問題は、安倍氏が国会答弁で「すべての費用は参加者の自己負担で支払われており、事務所や後援会の収支は一切なく、政治資金収支報告書に記載する必要はない」と説明、「ホテル側から明細書の発行はなかった」と述べていたことだ。さらに安倍氏は本会議、委員会などでの答弁で、「事務所は関与していない」が16回、「明細書がない」が10回、「差額の補填はしていない」は7回にのぼるほか、当時官房長官だった菅義偉首相も同様の答弁を繰り返していた、と赤旗は伝えている。

「権力追及」を売りにする日本の一部メディアは、事件を仕掛けたのは菅官邸で、「安倍の来年9月の復権に向けた動きを官邸が検察を使って封じようとしている」「虚偽答弁判明で安倍の再々登板はなくなった」という線で報道している。確かに、黒川東京高検元検事長の定年延長と検事総長就任のとん挫で現在の検察首脳は安倍氏への過剰な忖度を必要としないのかもしれない。

■米国からのシグナル

しかし、東京地検特捜部はワシントンと深く繋がっている。日本学術会議問題で野党の杉田和博官房副長官の国会での証人尋問要求が一月も経たずに雲散霧消したように、安倍氏本人の年明け通常国会での尋問も、任意にせよ検察からの事情聴取もないまま、この「事件」はものの1月で越年とともに立ち消えになるように思えてならない。

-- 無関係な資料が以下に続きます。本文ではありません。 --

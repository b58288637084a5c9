pub mod archive;
pub mod axis;
pub mod error;
pub mod expand;
pub mod template;

pub use archive::{
    archive_reports, classify_report, classify_text, ArchiveOptions, ArchiveSummary,
    ArchivedReport, SkippedReport,
};
pub use axis::{combination_count, combinations, Axis, AxisGroup, Binding, Encoding};
pub use error::{ExpandError, ReportError};
pub use expand::{expand, verify_configs, write_configs, PathPattern, RenderedConfig};
pub use template::Template;

use anyhow::{anyhow, Context, Result};
use chrono::Utc;
use serde::Deserialize;
use serde_json::{json, Value};
use std::collections::BTreeMap;
use std::fs;
use std::path::{Path, PathBuf};
use sweep_core::{atomic_write_json_pretty, sha256_bytes};
use tracing::info;

pub const PLAN_SCHEMA_VERSION: &str = "sweep_plan_v1";
pub const MANIFEST_SCHEMA_VERSION: &str = "sweep_manifest_v1";
pub const MANIFEST_FILE: &str = "sweep_manifest.json";

/// Sweep plan as written on disk (YAML).
#[derive(Debug, Clone, Deserialize)]
pub struct SweepPlan {
    pub schema_version: String,
    /// Relative to the plan file.
    pub template: PathBuf,
    /// Relative to the plan file.
    pub output_root: PathBuf,
    /// Output path pattern below `output_root`.
    pub path: String,
    /// Extra tokens, token -> field. Every field already has `<<FIELD>>`.
    #[serde(default)]
    pub placeholders: BTreeMap<String, String>,
    pub axes: Vec<AxisGroup>,
    #[serde(default)]
    pub verify: bool,
}

/// A plan with its paths resolved and its template prepared.
pub struct LoadedPlan {
    pub plan_path: PathBuf,
    pub plan: SweepPlan,
    pub template_path: PathBuf,
    pub output_root: PathBuf,
    pub fields: Vec<String>,
    pub template: Template,
    pub path_pattern: PathPattern,
    pub template_sha256: String,
}

pub fn load_plan(path: &Path) -> Result<LoadedPlan> {
    let plan_dir = path.parent().unwrap_or(Path::new(".")).to_path_buf();
    let raw_yaml = fs::read_to_string(path)
        .with_context(|| format!("failed to read sweep plan {}", path.display()))?;
    let yaml_value: serde_yaml::Value = serde_yaml::from_str(&raw_yaml)
        .with_context(|| format!("invalid YAML in {}", path.display()))?;
    let json_value: Value = serde_json::to_value(yaml_value)?;
    let plan: SweepPlan = serde_json::from_value(json_value)
        .with_context(|| format!("invalid sweep plan {}", path.display()))?;
    if plan.schema_version != PLAN_SCHEMA_VERSION {
        return Err(anyhow!(
            "unsupported sweep plan schema_version: {}",
            plan.schema_version
        ));
    }

    let template_path = resolve_relative(&plan_dir, &plan.template);
    let output_root = resolve_relative(&plan_dir, &plan.output_root);
    let template_text = fs::read_to_string(&template_path)
        .with_context(|| format!("failed to read template {}", template_path.display()))?;
    let template_sha256 = sha256_bytes(template_text.as_bytes());
    let fields = axis::validate_groups(&plan.axes)?;
    let template = Template::new(template_text, &fields, &plan.placeholders)?;
    let path_pattern = PathPattern::new(plan.path.clone())?;

    Ok(LoadedPlan {
        plan_path: path.to_path_buf(),
        plan,
        template_path,
        output_root,
        fields,
        template,
        path_pattern,
        template_sha256,
    })
}

fn resolve_relative(base: &Path, p: &Path) -> PathBuf {
    if p.is_absolute() {
        p.to_path_buf()
    } else {
        base.join(p)
    }
}

pub struct GroupSummary {
    pub axes: Vec<String>,
    pub paired: bool,
    pub positions: usize,
}

pub struct PlanSummary {
    pub plan_path: PathBuf,
    pub template_path: PathBuf,
    pub output_root: PathBuf,
    pub path_pattern: String,
    pub fields: Vec<String>,
    pub groups: Vec<GroupSummary>,
    pub combination_count: usize,
    pub inert_placeholders: Vec<String>,
    pub verify: bool,
}

pub fn describe_plan(path: &Path) -> Result<PlanSummary> {
    let loaded = load_plan(path)?;
    let groups = loaded
        .plan
        .axes
        .iter()
        .map(|g| GroupSummary {
            axes: g.axes().iter().map(|a| a.name.clone()).collect(),
            paired: matches!(g, AxisGroup::Paired { .. }),
            positions: g.positions(),
        })
        .collect();
    Ok(PlanSummary {
        combination_count: combination_count(&loaded.plan.axes)?,
        inert_placeholders: loaded
            .template
            .inert_tokens()
            .into_iter()
            .map(str::to_string)
            .collect(),
        plan_path: loaded.plan_path,
        template_path: loaded.template_path,
        output_root: loaded.output_root,
        path_pattern: loaded.plan.path,
        fields: loaded.fields,
        groups,
        verify: loaded.plan.verify,
    })
}

#[derive(Debug, Clone)]
pub struct ExpandOptions {
    pub dry_run: bool,
    pub write_manifest: bool,
}

impl Default for ExpandOptions {
    fn default() -> Self {
        ExpandOptions {
            dry_run: false,
            write_manifest: true,
        }
    }
}

pub struct GeneratedConfig {
    /// Relative to the output root.
    pub path: PathBuf,
    pub sha256: String,
}

pub struct ExpandResult {
    pub output_root: PathBuf,
    pub generated: Vec<GeneratedConfig>,
    pub manifest_path: Option<PathBuf>,
    pub verify_failures: usize,
    pub dry_run: bool,
}

/// Renders every combination of the plan and, unless `dry_run`, writes the
/// documents under the plan's output root.
pub fn expand_plan(path: &Path, options: &ExpandOptions) -> Result<ExpandResult> {
    let loaded = load_plan(path)?;
    let rendered = expand(&loaded.template, &loaded.plan.axes, |b| {
        loaded.path_pattern.render(b)
    })?;
    let verify_failures = if loaded.plan.verify {
        verify_configs(&rendered)
    } else {
        0
    };

    let generated: Vec<GeneratedConfig> = rendered
        .iter()
        .map(|r| GeneratedConfig {
            path: r.path.clone(),
            sha256: sha256_bytes(r.document.as_bytes()),
        })
        .collect();

    let mut manifest_path = None;
    if !options.dry_run {
        write_configs(&loaded.output_root, &rendered)?;
        if options.write_manifest {
            let target = loaded.output_root.join(MANIFEST_FILE);
            let manifest = build_manifest(&loaded, &rendered, &generated);
            atomic_write_json_pretty(&target, &manifest)
                .with_context(|| format!("failed to write manifest {}", target.display()))?;
            manifest_path = Some(target);
        }
        info!(
            count = generated.len(),
            output_root = %loaded.output_root.display(),
            "expanded sweep plan"
        );
    }

    Ok(ExpandResult {
        output_root: loaded.output_root,
        generated,
        manifest_path,
        verify_failures,
        dry_run: options.dry_run,
    })
}

fn build_manifest(
    loaded: &LoadedPlan,
    rendered: &[RenderedConfig],
    generated: &[GeneratedConfig],
) -> Value {
    let entries: Vec<Value> = rendered
        .iter()
        .zip(generated.iter())
        .map(|(r, g)| {
            json!({
                "path": g.path.to_string_lossy(),
                "sha256": g.sha256,
                "binding": r.binding.to_json(),
            })
        })
        .collect();
    json!({
        "schema_version": MANIFEST_SCHEMA_VERSION,
        "generated_at": Utc::now().to_rfc3339(),
        "plan": loaded.plan_path.display().to_string(),
        "template": loaded.template_path.display().to_string(),
        "template_sha256": loaded.template_sha256,
        "path_pattern": loaded.plan.path,
        "count": entries.len(),
        "entries": entries,
    })
}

特捜の「捜査着手」とそのリークは米国からの何らかのシグナルではないのか。

安倍氏公設秘書の任意事情聴取は、中国と日本を核とした世界のGDPの3割を占める東アジア15カ国による地域包括的経済連携(RCEP)の調印、習近平の環太平洋経済連携協定(TPP)参加意向表明、そして延期されている習近平国賓訪日の瀬踏みとも思える中国の王毅外相の訪日と時期が重なった。

ここで想起すべきは米国が民主、共和両党の壁を越えて「日本の対中融和」を強くけん制していることだ。

ワシントンの超党派のシンクタンクで対日司令塔「戦略国際問題研究所(CSIS)」は今年7月に「日本における中国の影響力」と題する報告書を作成し、発表した。そこで安倍前首相の対中姿勢を対中融和の方向へ大きく動かしてきた人物として首相補佐官の今井尚哉氏の名を明記。さらにその今井氏が長年の親中派として知られる二階俊博自民党幹事長と一体となって米国の意向を無視するような形で親中政策を推進してきた、と非難した。報告書作成には米政府も直接かかわったとされる。

■対中融和は許さず

想像するに、オバマとともに対中関与政策をかなぐり捨てたバイデンの陣営は安倍氏に「復活したければ今井をはじめ対中ビジネス拡大に執着する経産省側近グループを切り、自民党親中派を締め上げよ」と指示しているはずだ。これに従えば、恐らく「桜を見る会」の捜査は秘書在宅起訴レベルでのトカゲのしっぽ切りで終わり、安倍氏は禊(みそぎ)をすますことになる。

もっとも、来年1月20日の米新政権発足までの「空白期」に特捜捜査が行われたことは菅・二階ラインが検察と組んで安倍をけん制しているとの見方も成り立つ。だがやり過ぎれば自分たちの尻に火が付くことを彼らは誰よりも自覚しているはずだ。

かつてソ連封じのためならナチスにすら資金援助したウォール街をはじめ米保守本流にとっては日本で起きている「桜」騒動など蠅の羽音にも足りない些末事である。彼らは中国封じに最も役立つ日本の政治勢力を「この程度のこと」で潰すことはない。